Le message inspiré par Dieu, que ce soit par vision, par rêve, par
audition ou par méditation, vient à l’expression quand l’inspiré entre
en contact avec l’assemblée de Dieu ou entre en contact avec celui
auquel il est envoyé. Même Jésus Christ puise dans le patrimoine
communautaire et parle un langage du milieu qu’il a dû apprendre
plusieurs années (30 ans) avant d’entamer sa mission. Marc l’Évangéliste nous montre Jésus s’entourant de disciples avant d’« étendre » sa
prédication sur le Royaume dans les synagogues et dans les villages.

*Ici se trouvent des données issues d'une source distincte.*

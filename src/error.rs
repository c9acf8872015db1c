//! Error types for the voxel statistics engine
//!
//! Contract violations (shape/length/mask mismatches) are programmer-facing and
//! are not expected to be caught. Process and I/O failures terminate the current
//! analysis only. Voxel-level NaN/Inf values are never reported here; they are
//! sanitised where they arise.

use std::path::PathBuf;
use thiserror::Error;

/// Errors that can occur while acquiring data, running tests or writing results
#[derive(Error, Debug)]
pub enum StatsError {
    #[error("Shape mismatch: volume {volume:?} does not match mask {mask:?}")]
    ShapeMismatch {
        volume: (usize, usize, usize),
        mask: (usize, usize, usize),
    },

    #[error("Length mismatch: expected {expected} values, got {actual}")]
    LengthMismatch { expected: usize, actual: usize },

    #[error("Masked vector was produced by a different mask")]
    MaskMismatch,

    #[error("Population '{group}' has no specimens")]
    EmptyPopulation { group: String },

    #[error("Linear model requires a groups file")]
    MissingGroups,

    #[error("Groups file {path} is unavailable: {message}")]
    GroupsUnavailable { path: PathBuf, message: String },

    #[error("Linear model requires a formula")]
    MissingFormula,

    #[error("Linear model solver failed: {message}")]
    SolverFailure { message: String },

    #[error("Failed to acquire data for '{analysis}': {message}")]
    DataAcquisition { analysis: String, message: String },

    #[error("Groups file error: {message}")]
    Groups { message: String },

    #[error("Volume error ({path}): {message}")]
    Volume { path: PathBuf, message: String },

    #[error("Configuration error: {message}")]
    Config { message: String },

    #[error("IO error: {0}")]
    Io(#[from] std::io::Error),

    #[error("CSV error: {0}")]
    Csv(#[from] csv::Error),

    #[error("JSON error: {0}")]
    Json(#[from] serde_json::Error),
}

/// Result type for engine operations
pub type Result<T> = std::result::Result<T, StatsError>;

impl StatsError {
    pub fn solver(message: impl Into<String>) -> Self {
        Self::SolverFailure {
            message: message.into(),
        }
    }

    pub fn groups(message: impl Into<String>) -> Self {
        Self::Groups {
            message: message.into(),
        }
    }

    pub fn config(message: impl Into<String>) -> Self {
        Self::Config {
            message: message.into(),
        }
    }

    pub fn volume(path: impl Into<PathBuf>, message: impl Into<String>) -> Self {
        Self::Volume {
            path: path.into(),
            message: message.into(),
        }
    }

    /// True for failures that only abort the current statistical test
    /// rather than the whole analysis.
    pub fn is_skippable(&self) -> bool {
        matches!(
            self,
            Self::MissingGroups | Self::GroupsUnavailable { .. } | Self::MissingFormula
        )
    }
}

#[cfg(test)]
mod tests {
    use super::*;

    #[test]
    fn test_length_mismatch_message() {
        let err = StatsError::LengthMismatch {
            expected: 10,
            actual: 3,
        };
        assert_eq!(err.to_string(), "Length mismatch: expected 10 values, got 3");
    }

    #[test]
    fn test_missing_groups_is_skippable() {
        assert!(StatsError::MissingGroups.is_skippable());
        assert!(StatsError::GroupsUnavailable {
            path: PathBuf::from("groups.csv"),
            message: "not found".to_string(),
        }
        .is_skippable());
        assert!(!StatsError::solver("exit status 1").is_skippable());
    }

    #[test]
    fn test_io_error_converts() {
        let io = std::io::Error::new(std::io::ErrorKind::NotFound, "gone");
        let err: StatsError = io.into();
        assert!(err.to_string().contains("gone"));
    }
}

Les Apôtres ne font pas autrement. Qu’il nous suffise de donner
l’exemple de saint Paul qui va jusqu’à dire : « Je me suis fait tout à
tous afin de gagner quelques uns ».
Le messager qui s’applique à apprendre de la communauté les
expressions qui parlent pertinemment à celle-ci trouvera toujours la
parole qui convient pour faire pénétrer le message dans les fibres les
plus intimes de ses destinataires.
Je dirai en guise de conclusion de ce paragraphe que tout discours
oral ou écrit est œuvre communautaire. Personne ne compose son
discours ex nihilo. Tout auteur s’appuie sur ses devanciers (Abakurambere kirumara) et sur ses contemporains et son œuvre reste
ouverte à ces derniers et aux générations à venir qui se doivent de le
compléter et de porter plus loin ses paroles.